I had a conversation over the holidays about the romance genre. I was talking to a friend who thinks fiction lacks truth, so obviously she is wrong. I am quite open about what I read, but she was still surprised that I, a woman of good sense, read a lot of romance. How do you explain to someone who dismisses all fiction as “fantasies” the powerful truths conveyed in fiction? Reader, I could not. We left that conversation each convinced of our own position. The belief that I hold dear is that fiction can reveal the truth under the information. I believe that fiction has the power to challenge our beliefs about the way the world should work. I read romance because romance is about hope, about all kinds of people getting happily ever afters, and about loving and accepting each other for who they are and who they can be. Because I have felt it in myself, I believe that reading writers who challenge patriarchal and white supremacist belief systems can help us unwrite the exclusionary rules in our heads. That seems like a lot to put on a love story with some hot sexy times. Let me introduce you to Suleikha Snyder where you get radical hope and face-sitting.

One of the things I love best about Suleikha Snyder’s writing is the agony of hopeful vulnerability with which she infuses her stories. Her characters believe in themselves but it feels unsafe for them to be in the world. They take risks on lust and love in the face of possible rejection, public censure, and death. They crack themselves open and dare to be vulnerable in a world that tells them not to. Snyder wants a world in which people can love and be loved without fear.

In the first story, “At Her Service” Snyder envisions a future in which the response to four years of Trump is for the United States to elect an all woman ticket. Vice President Letty Hughes is the first black woman to hold that office and she is having an affair with Secret Service Agent Shahzad Ali Khan. Shahzad is younger than her, Indian and Muslim. The conflict is not over whether they love each other, but over whether her career would survive them going public as a couple. Let’s take that energy into 2020 – a Black woman as Vice President with her much younger Indian Muslim boyfriend. Vote for the candidate most likely to give you that happily ever after.

In the last story, “She’s So Lovely” Snyder was inspired by the 1989 movie Road House (Patrick Swayze and Sam Elliott*). Lovely Singh grew up in Southwestern Ohio where she still lives and works as a physicians assistant at the only Planned Parenthood in the area. One of her escapes is the County Line, a roadhouse run by Elliott Ransom and Johnny Teague. Lovely has been lusting after Elliott and Johnny for years, but one night she is particularly tired of being what everyone expects her to be.

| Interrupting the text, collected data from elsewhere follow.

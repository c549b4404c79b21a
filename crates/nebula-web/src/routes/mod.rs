//! HTTP routes.
//!
//! | Method | Path       | Handler            |
//! |--------|------------|--------------------|
//! | GET    | `/`        | [`home::index`]    |
//! | POST   | `/contact` | [`contact::submit`]|

use axum::Router;
use axum::routing::{get, post};
use tower_http::trace::TraceLayer;

use crate::state::AppState;

pub mod contact;
pub mod home;

/// Where the contact form redirects after every submission.
pub const CONTACT_ANCHOR: &str = "/#contact";

/// Build the site router.
pub fn router(state: AppState) -> Router {
    Router::new()
        .route("/", get(home::index))
        .route("/contact", post(contact::submit))
        .layer(TraceLayer::new_for_http())
        .with_state(state)
}
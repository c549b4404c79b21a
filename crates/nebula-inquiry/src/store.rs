//! The inquiry log.
//!
//! [`InquiryStore`] is the seam between request handlers and wherever
//! inquiries live. [`InMemoryInquiryStore`] keeps them for the lifetime of
//! the process; appends are serialized by a lock so concurrent submissions
//! are never lost.
//!
//! # Usage
//!
//! ```rust
//! use nebula_inquiry::{ContactForm, InMemoryInquiryStore, InquiryStore};
//!
//! # tokio::runtime::Runtime::new().unwrap().block_on(async {
//! let store = InMemoryInquiryStore::new();
//! let inquiry = ContactForm::new("Ana", "a@x.com", "", "Hi").into_inquiry().unwrap();
//! store.append(inquiry).await.unwrap();
//! assert_eq!(store.len().await.unwrap(), 1);
//! # });
//! ```

use std::sync::Arc;

use async_trait::async_trait;
use tokio::sync::RwLock;

use crate::Result;
use crate::inquiry::{ContactForm, Inquiry};

/// Append-only storage for contact inquiries.
#[async_trait]
pub trait InquiryStore: Send + Sync {
    /// Add an inquiry to the end of the log.
    async fn append(&self, inquiry: Inquiry) -> Result<()>;

    /// Up to `n` of the most recently appended inquiries, newest first.
    async fn recent(&self, n: usize) -> Result<Vec<Inquiry>>;

    /// Number of inquiries recorded so far.
    async fn len(&self) -> Result<usize>;

    /// Returns `true` if nothing has been recorded.
    async fn is_empty(&self) -> Result<bool> {
        Ok(self.len().await? == 0)
    }

    /// Validate a posted form and append the resulting inquiry.
    ///
    /// Fails with [`Error::Validation`](crate::Error::Validation) and
    /// leaves the log untouched when a required field is empty.
    async fn submit(&self, form: ContactForm) -> Result<()> {
        let inquiry = form.into_inquiry()?;
        tracing::info!(
            name = %inquiry.name,
            has_company = !inquiry.company.is_empty(),
            "Recording contact inquiry"
        );
        self.append(inquiry).await
    }
}

/// Process-lifetime inquiry log.
///
/// Cheap to clone; clones share the same log.
#[derive(Clone, Debug, Default)]
pub struct InMemoryInquiryStore {
    entries: Arc<RwLock<Vec<Inquiry>>>,
}

impl InMemoryInquiryStore {
    /// Create an empty log.
    pub fn new() -> Self {
        Self::default()
    }
}

#[async_trait]
impl InquiryStore for InMemoryInquiryStore {
    async fn append(&self, inquiry: Inquiry) -> Result<()> {
        let mut entries = self.entries.write().await;
        entries.push(inquiry);
        tracing::trace!(total = entries.len(), "Inquiry appended");
        Ok(())
    }

    async fn recent(&self, n: usize) -> Result<Vec<Inquiry>> {
        let entries = self.entries.read().await;
        Ok(entries.iter().rev().take(n).cloned().collect())
    }

    async fn len(&self) -> Result<usize> {
        Ok(self.entries.read().await.len())
    }
}
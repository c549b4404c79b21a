//! Site server.

use tokio::net::TcpListener;

use crate::config::{ServerConfig, SiteConfig};
use crate::routes;
use crate::state::AppState;
use crate::{Error, Result};

/// NebulaStack site server
pub struct Server {
    config: SiteConfig,
    state: AppState,
}

impl Server {
    /// Create a server for the given configuration and state.
    pub fn new(config: SiteConfig, state: AppState) -> Self {
        Self { config, state }
    }

    /// Bind the configured address and serve until shutdown is signalled.
    pub async fn run(self) -> Result<()> {
        let listener = bind(&self.config.server).await?;
        self.run_on(listener).await
    }

    /// Serve on an already-bound listener until shutdown is signalled.
    pub async fn run_on(self, listener: TcpListener) -> Result<()> {
        let local = listener.local_addr()?;
        tracing::info!(
            addr = %local,
            services = self.state.content.services.len(),
            projects = self.state.content.projects.len(),
            testimonials = self.state.content.testimonials.len(),
            "Serving {}",
            self.state.content.company.name
        );

        axum::serve(listener, routes::router(self.state))
            .with_graceful_shutdown(shutdown_signal())
            .await?;

        tracing::info!("Server stopped");
        Ok(())
    }
}

/// Bind the configured host and port.
///
/// The host may be an IP address or a name such as `localhost`; names are
/// resolved and the first address that binds is used.
pub async fn bind(server: &ServerConfig) -> Result<TcpListener> {
    TcpListener::bind((server.host.as_str(), server.port))
        .await
        .map_err(|e| {
            Error::config(format!(
                "Failed to bind {}:{}: {e}",
                server.host, server.port
            ))
        })
}

/// Resolves on Ctrl-C, or SIGTERM on Unix.
async fn shutdown_signal() {
    let ctrl_c = async {
        if let Err(e) = tokio::signal::ctrl_c().await {
            tracing::warn!("Failed to listen for Ctrl-C: {e}");
            std::future::pending::<()>().await;
        }
    };

    #[cfg(unix)]
    let terminate = async {
        match tokio::signal::unix::signal(tokio::signal::unix::SignalKind::terminate()) {
            Ok(mut signal) => {
                signal.recv().await;
            }
            Err(e) => {
                tracing::warn!("Failed to listen for SIGTERM: {e}");
                std::future::pending::<()>().await;
            }
        }
    };

    #[cfg(not(unix))]
    let terminate = std::future::pending::<()>();

    tokio::select! {
        _ = ctrl_c => {},
        _ = terminate => {},
    }

    tracing::info!("Shutdown signal received");
}
//! Error types for nebula-web

use std::path::{Path, PathBuf};

use axum::http::StatusCode;
use axum::response::{IntoResponse, Response};
use thiserror::Error;

/// Result type alias for nebula-web operations
pub type Result<T> = std::result::Result<T, Error>;

/// Errors that can occur in nebula-web
#[derive(Error, Debug)]
#[non_exhaustive]
pub enum Error {
    /// Error from nebula-content
    #[error("Content error: {0}")]
    Content(#[from] nebula_content::Error),

    /// Error from nebula-inquiry
    #[error("Inquiry error: {0}")]
    Inquiry(#[from] nebula_inquiry::Error),

    /// Page template failed to render
    #[error("Render error: {0}")]
    Render(#[from] askama::Error),

    /// Configuration is missing or malformed
    #[error("Configuration error: {message}")]
    Config {
        /// What is wrong with the configuration
        message: String,
    },

    /// Socket I/O failure
    #[error("I/O error: {0}")]
    Io(#[from] std::io::Error),

    /// File could not be read or written
    #[error("I/O error on {}: {source}", path.display())]
    File {
        /// File or directory that was being accessed
        path: PathBuf,
        /// Underlying I/O failure
        #[source]
        source: std::io::Error,
    },
}

impl Error {
    /// Creates a configuration error.
    pub fn config(message: impl Into<String>) -> Self {
        Error::Config {
            message: message.into(),
        }
    }

    /// Creates a file I/O error carrying the path it happened on.
    pub fn io_with_path(source: std::io::Error, path: impl AsRef<Path>) -> Self {
        Error::File {
            path: path.as_ref().to_path_buf(),
            source,
        }
    }
}

impl IntoResponse for Error {
    fn into_response(self) -> Response {
        tracing::error!(error = %self, "Request failed");
        (StatusCode::INTERNAL_SERVER_ERROR, "Internal Server Error").into_response()
    }
}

She was so goddamn tired of it all. Of the half-assed jokes. Of the half-acceptance. Of being that girl, that woman. The one everybody and nobody saw. The Jim Beam went back smooth. Smoother than her day, her week, her year. Lovely sank against the high-backed stool and sighed like the weight of all that time was in her lungs.

And Johnny glowered at her as he brought the bottle of bourbon back over. “Go easy,” he warned as he poured her another.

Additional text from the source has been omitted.